Have a question about this project? Sign up for a free GitHub account to open an issue and contact its maintainers and the community.

By clicking “Sign up for GitHub”, you agree to our terms of service and privacy statement. We’ll occasionally send you account related emails.

Already on GitHub? Sign in to your account

Segfault during garbage collection with GzipFile + failed urllib3 request on 3.12.0 #111049

Closed
basepi opened this issue Oct 19, 2023 · 6 comments
Closed
Labels
3.12 bugs and security fixes 3.13 bugs and security fixes topic-IO type-crash A hard crash of the interpreter, possibly with a core dump

Comments

@basepi
Copy link

basepi commented Oct 19, 2023

Crash report

What happened?

import urllib3
import gzip
import io
import json
import faulthandler

faulthandler.enable()

def test():
    buffer = gzip.GzipFile(fileobj=io.BytesIO(), mode="w", compresslevel=5)
    fileobj = buffer.fileobj  # get a reference to the fileobj before closing the gzip file
    buffer.close()
    data = fileobj.getbuffer()
    headers = {}
    try:
        urllib3.request("POST", "http://127.0.0.1:8200/intake/v2/events")
    except Exception as e:
        print(e)

test()

The above example requires urllib3, so you'll need to install that first.

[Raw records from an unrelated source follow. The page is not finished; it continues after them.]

//! The per-agent ReAct loop.
//!
//! Each turn streams one LLM response, relays deltas through the callback,
//! dispatches any tool calls, and appends the results to the conversation.
//! The loop ends when the model stops calling tools, when three consecutive
//! turns fail entirely, on abort, or at the turn cap.

use std::collections::HashMap;
use std::sync::Arc;

use futures::StreamExt;
use tracing::{debug, info, warn};
use uuid::Uuid;

use crate::callback::StreamMessage;
use crate::context::AgentContext;
use crate::error::{LlmError, Result, TaskError};
use crate::llm::{
    FinishReason, LlmRequest, Llms, StreamChunk, TokenUsage, ToolChoice,
};
use crate::message::{LlmMessage, MessagePart, ToolUse};
use crate::tool::Tool;
use crate::tools::{TASK_RESULT_VARIABLE, TodoListManagerTool};

use super::dispatch_tool_calls;

/// Consecutive all-error turns after which the agent gives up.
const MAX_CONSECUTIVE_ERRORS: u32 = 3;

/// Drive one agent execution to completion.
///
/// On success the returned string is the agent's result text; it is also
/// recorded on the agent chain. Non-abort failures record an error summary
/// on the chain before returning the error.
pub(crate) async fn run_agent(ctx: &Arc<AgentContext>) -> Result<String> {
    let task = Arc::clone(ctx.task());
    let agent = Arc::clone(ctx.agent());
    let config = Arc::clone(task.config());
    let llms = Llms::from_config(&config);
    let keys = agent.llm_keys();

    info!(agent = agent.name(), task = task.task_id(), "Starting agent");

    let mut registry = agent.build_registry(ctx, serde_json::Map::new()).await;

    ctx.push_message(LlmMessage::system(compose_system_prompt(ctx)));
    ctx.push_message(LlmMessage::user(compose_user_prompt(ctx)));

    let max_turns = agent.max_turns().unwrap_or(config.max_react_turns);
    let mut total_usage = TokenUsage::default();

    for turn in 1..=max_turns {
        task.check_aborted(true).await?;

        let control = agent.control_mcp_tools(turn, &ctx.messages());
        if control.refresh {
            debug!(agent = agent.name(), turn, "Refreshing MCP toolset");
            registry = agent.build_registry(ctx, control.params).await;
        }

        let mut request = LlmRequest::new(ctx.messages())
            .with_tools(registry.definitions())
            .with_tool_choice(ToolChoice::Auto)
            .with_temperature(
                agent
                    .temperature()
                    .unwrap_or(config.default_temperature),
            );
        if let Some(max_tokens) = config.max_tokens {
            request = request.with_max_tokens(max_tokens);
        }
        ctx.agent_chain().set_request(request.clone());

        let stream = match llms.stream(&keys, &request, task.signal()).await {
            Ok(stream) => stream,
            Err(LlmError::Aborted) => return Err(task.signal().to_error()),
            Err(e) => return Err(fail_agent(ctx, format!("LLM call failed: {e}"), total_usage, TaskError::Llm(e)).await),
        };

        let turn_outcome = read_turn(ctx, stream).await?;
        total_usage += turn_outcome.usage;
        task.add_usage(turn_outcome.usage);

        if let Some(error) = &turn_outcome.stream_error {
            ctx.emit(StreamMessage::Error {
                error: error.to_string(),
            })
            .await;
            let note = format!("The model response failed: {error}. Retry the step.");
            if error_turn(ctx, &note).await {
                return Err(consecutive_failure(ctx, total_usage).await);
            }
            continue;
        }

        let TurnOutput {
            text,
            thinking,
            calls,
            finish_reason,
            ..
        } = turn_outcome;

        let mut parts = Vec::new();
        if !thinking.is_empty() {
            parts.push(MessagePart::Thinking { text: thinking });
        }
        if !text.is_empty() {
            parts.push(MessagePart::text(text.clone()));
        }
        for call in &calls {
            parts.push(MessagePart::ToolUse(call.clone()));
        }

        if parts.is_empty() {
            if error_turn(ctx, "Your last response was empty. Continue the task.").await {
                return Err(consecutive_failure(ctx, total_usage).await);
            }
            continue;
        }
        ctx.push_message(LlmMessage::assistant_parts(parts));

        if calls.is_empty() {
            // Termination: the assistant text is the agent result, unless
            // an explicit result was recorded via task_result.
            let result = ctx
                .get_variable(TASK_RESULT_VARIABLE)
                .and_then(|v| v.as_str().map(str::to_owned))
                .unwrap_or(text);
            ctx.agent_chain().set_result(&result);
            ctx.emit(StreamMessage::Finish {
                finish_reason,
                usage: total_usage,
                success: true,
            })
            .await;
            info!(agent = agent.name(), turn, "Agent finished");
            return Ok(result);
        }

        task.check_aborted(true).await?;
        let outcome = dispatch_tool_calls(ctx, &registry, calls).await;
        ctx.push_message(LlmMessage::tool_results(outcome.results));

        if task.signal().is_aborted() {
            ctx.agent_chain().set_result("Aborted");
            return Err(task.signal().to_error());
        }

        if outcome.all_errored {
            let count = ctx.record_error_turn();
            warn!(agent = agent.name(), turn, count, "All tool calls failed");
            if count >= MAX_CONSECUTIVE_ERRORS {
                return Err(consecutive_failure(ctx, total_usage).await);
            }
        } else {
            ctx.reset_error_turns();
        }

        if let Some(interval) = config.progress_check_interval
            && turn % interval == 0
        {
            run_progress_check(ctx, &llms, &keys).await;
        }

        if let Some(interval) = agent.replan_after_turns()
            && turn % interval == 0
        {
            crate::planner::maybe_replan(ctx, &llms).await;
        }
    }

    let summary = format!("Agent stopped after reaching the {max_turns}-turn limit");
    Err(fail_agent(
        ctx,
        summary,
        total_usage,
        TaskError::MaxTurns {
            agent: agent.name().to_owned(),
            turns: max_turns,
        },
    )
    .await)
}

/// Accumulated output of one streamed turn.
struct TurnOutput {
    text: String,
    thinking: String,
    calls: Vec<ToolUse>,
    finish_reason: FinishReason,
    usage: TokenUsage,
    stream_error: Option<LlmError>,
}

/// Read one LLM stream, relaying deltas through the callback.
async fn read_turn(
    ctx: &Arc<AgentContext>,
    mut stream: crate::llm::LlmStream,
) -> Result<TurnOutput> {
    let text_stream_id = Uuid::new_v4().simple().to_string();
    let thinking_stream_id = Uuid::new_v4().simple().to_string();

    let mut output = TurnOutput {
        text: String::new(),
        thinking: String::new(),
        calls: Vec::new(),
        finish_reason: FinishReason::Stop,
        usage: TokenUsage::default(),
        stream_error: None,
    };
    let mut streaming_args: HashMap<String, String> = HashMap::new();

    while let Some(item) = stream.next().await {
        match item {
            Ok(StreamChunk::TextDelta { text }) => {
                output.text.push_str(&text);
                ctx.emit(StreamMessage::Text {
                    stream_id: text_stream_id.clone(),
                    text,
                    stream_done: false,
                })
                .await;
            }
            Ok(StreamChunk::ReasoningDelta { text }) => {
                output.thinking.push_str(&text);
                ctx.emit(StreamMessage::Thinking {
                    stream_id: thinking_stream_id.clone(),
                    text,
                    stream_done: false,
                })
                .await;
            }
            Ok(StreamChunk::ToolCallDelta {
                tool_call_id,
                tool_name,
                args_delta,
            }) => {
                let accumulated = streaming_args.entry(tool_call_id.clone()).or_default();
                accumulated.push_str(&args_delta);
                ctx.emit(StreamMessage::ToolStreaming {
                    tool_name,
                    tool_call_id,
                    params_text: accumulated.clone(),
                })
                .await;
            }
            Ok(StreamChunk::ToolCall(call)) => {
                output.calls.push(call);
            }
            Ok(StreamChunk::Finish { reason, usage }) => {
                output.finish_reason = reason;
                output.usage = usage;
            }
            Err(LlmError::Aborted) => {
                return Err(ctx.task().signal().to_error());
            }
            Err(e) => {
                warn!(error = %e, "LLM stream failed mid-read");
                output.stream_error = Some(e);
                break;
            }
        }
    }

    if output.stream_error.is_none() {
        if !output.thinking.is_empty() {
            ctx.emit(StreamMessage::Thinking {
                stream_id: thinking_stream_id,
                text: output.thinking.clone(),
                stream_done: true,
            })
            .await;
        }
        if !output.text.is_empty() {
            ctx.emit(StreamMessage::Text {
                stream_id: text_stream_id,
                text: output.text.clone(),
                stream_done: true,
            })
            .await;
        }
    }
    Ok(output)
}

/// Record an error turn with a corrective user note; returns `true` when
/// the consecutive-error limit is reached.
async fn error_turn(ctx: &Arc<AgentContext>, note: &str) -> bool {
    ctx.push_message(LlmMessage::user(note));
    ctx.record_error_turn() >= MAX_CONSECUTIVE_ERRORS
}

/// Record an error summary on the chain and emit the failure callbacks.
async fn fail_agent(
    ctx: &Arc<AgentContext>,
    summary: String,
    usage: TokenUsage,
    error: TaskError,
) -> TaskError {
    ctx.agent_chain().set_result(&summary);
    ctx.emit(StreamMessage::Error {
        error: summary.clone(),
    })
    .await;
    ctx.emit(StreamMessage::Finish {
        finish_reason: FinishReason::Error,
        usage,
        success: false,
    })
    .await;
    error
}

async fn consecutive_failure(ctx: &Arc<AgentContext>, usage: TokenUsage) -> TaskError {
    let count = ctx.consecutive_errors();
    let agent = ctx.agent().name().to_owned();
    fail_agent(
        ctx,
        format!("Agent '{agent}' failed {count} turns in a row"),
        usage,
        TaskError::ConsecutiveErrors { agent, count },
    )
    .await
}

/// Forced `todo_list_manager` call classifying progress and detecting
/// repetition; the verdict is injected as the next user message.
async fn run_progress_check(ctx: &Arc<AgentContext>, llms: &Llms, keys: &[String]) {
    let task = ctx.task();
    let definition = TodoListManagerTool.definition();
    let mut messages = ctx.messages();
    messages.push(LlmMessage::user(
        "Review the conversation so far. Classify which parts of the task \
         are completed and which are pending, and report whether the recent \
         turns are repeating themselves without progress.",
    ));
    let request = LlmRequest::new(messages)
        .with_tools(vec![definition])
        .with_tool_choice(ToolChoice::Tool("todo_list_manager".to_owned()))
        .with_temperature(0.0);

    let verdict = tokio::time::timeout(
        task.config().meta_llm_timeout,
        llms.generate(keys, &request, task.signal()),
    )
    .await;

    match verdict {
        Ok(Ok(result)) => {
            let Some(call) = result.tool_uses().first().copied().cloned() else {
                return;
            };
            let Ok(args) = call.resolved_arguments() else {
                return;
            };
            let completed = render_list(args.get("completed"));
            let pending = render_list(args.get("pending"));
            let looping = args
                .get("loop_detected")
                .and_then(serde_json::Value::as_bool)
                .unwrap_or(false);
            let mut note = format!(
                "Progress check. Completed: {completed}. Pending: {pending}."
            );
            if looping {
                note.push_str(
                    " A repetition loop was detected; change your approach instead of retrying the same step.",
                );
            }
            ctx.push_message(LlmMessage::user(note));
        }
        Ok(Err(e)) => warn!(error = %e, "Progress check call failed"),
        Err(_) => warn!("Progress check timed out"),
    }
}

fn render_list(value: Option<&serde_json::Value>) -> String {
    let items: Vec<String> = value
        .and_then(|v| v.as_array())
        .map(|list| {
            list.iter()
                .filter_map(|v| v.as_str().map(str::to_owned))
                .collect()
        })
        .unwrap_or_default();
    if items.is_empty() {
        "none".to_owned()
    } else {
        items.join("; ")
    }
}

fn compose_system_prompt(ctx: &AgentContext) -> String {
    let task = ctx.task();
    let agent = ctx.agent();
    let mut prompt = format!(
        "You are {}, one agent in a multi-agent task runtime.\n{}\n",
        agent.name(),
        agent.description()
    );
    if let Some(instructions) = agent.instructions() {
        prompt.push('\n');
        prompt.push_str(instructions);
        prompt.push('\n');
    }
    prompt.push_str(&format!(
        "\nCurrent datetime: {}\nOverall task: {}\n",
        chrono::Utc::now().to_rfc3339(),
        task.chain().task_prompt()
    ));

    let prior: Vec<String> = task
        .chain()
        .agents()
        .iter()
        .filter(|a| a.agent_id() != ctx.agent_chain().agent_id())
        .filter_map(|a| a.result().map(|r| format!("- {}: {r}", a.agent_name())))
        .collect();
    if !prior.is_empty() {
        prompt.push_str("\nResults from previous agents:\n");
        prompt.push_str(&prior.join("\n"));
        prompt.push('\n');
    }

    let mut variables: Vec<String> = task.variables().into_keys().collect();
    variables.sort();
    if !variables.is_empty() {
        prompt.push_str(&format!(
            "\nShared variables available via variable_storage: {}\n",
            variables.join(", ")
        ));
    }

    prompt.push_str(
        "\nWork through your plan nodes in order and mark them done with \
         task_node_status. Share data other agents need via variable_storage. \
         When your whole task is complete, answer with plain text and no tool \
         calls.",
    );
    prompt
}

fn compose_user_prompt(ctx: &AgentContext) -> String {
    let task = ctx.task();
    match ctx.workflow_agent() {
        Some(wf_agent) => format!(
            "Your task: {}\n\nYour plan:\n{}",
            wf_agent.task,
            wf_agent.to_xml()
        ),
        None => format!("Your task: {}", task.chain().task_prompt()),
    }
}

When the above example is run on Python 3.12.0, it results in a segfault:

HTTPConnectionPool(host='127.0.0.1', port=8200): Max retries exceeded with url: /intake/v2/events (Caused by NewConnectionError('<urllib3.connection.HTTPConnection object at 0x1053c5280>: Failed to establish a new connection: [Errno 61] Connection refused'))
Fatal Python error: Segmentation fault

Current thread 0x00000001e1499300 (most recent call first):
  Garbage-collecting
  <no Python frame>
[1]    38085 segmentation fault  python test.py

Some weird things:

  • If I remove the urllib3.request, it doesn't segfault.
  • If the urllib3.request succeeds (in this case, if I run the Elastic APM Server locally), it doesn't segfault.
  • If I pull the code out of the function and run it flat, it doesn't segfault 🤯:
import urllib3
import gzip
import io
import json
import faulthandler

faulthandler.enable()

buffer = gzip.GzipFile(fileobj=io.BytesIO(), mode="w", compresslevel=5)
fileobj = buffer.fileobj  # get a reference to the fileobj before closing the gzip file
buffer.close()
data = fileobj.getbuffer()
headers = {}
try:
    urllib3.request("POST", "http://127.0.0.1:8200/intake/v2/events")
except Exception as e:
    print(e)

This is an extremely simplified version of the code where I first saw the segfault. Note that you don't even have to send the data into the urllib3.request to cause the issue. You don't even have to write anything to the buffer! Note, writing to the buffer does not prevent the segfault.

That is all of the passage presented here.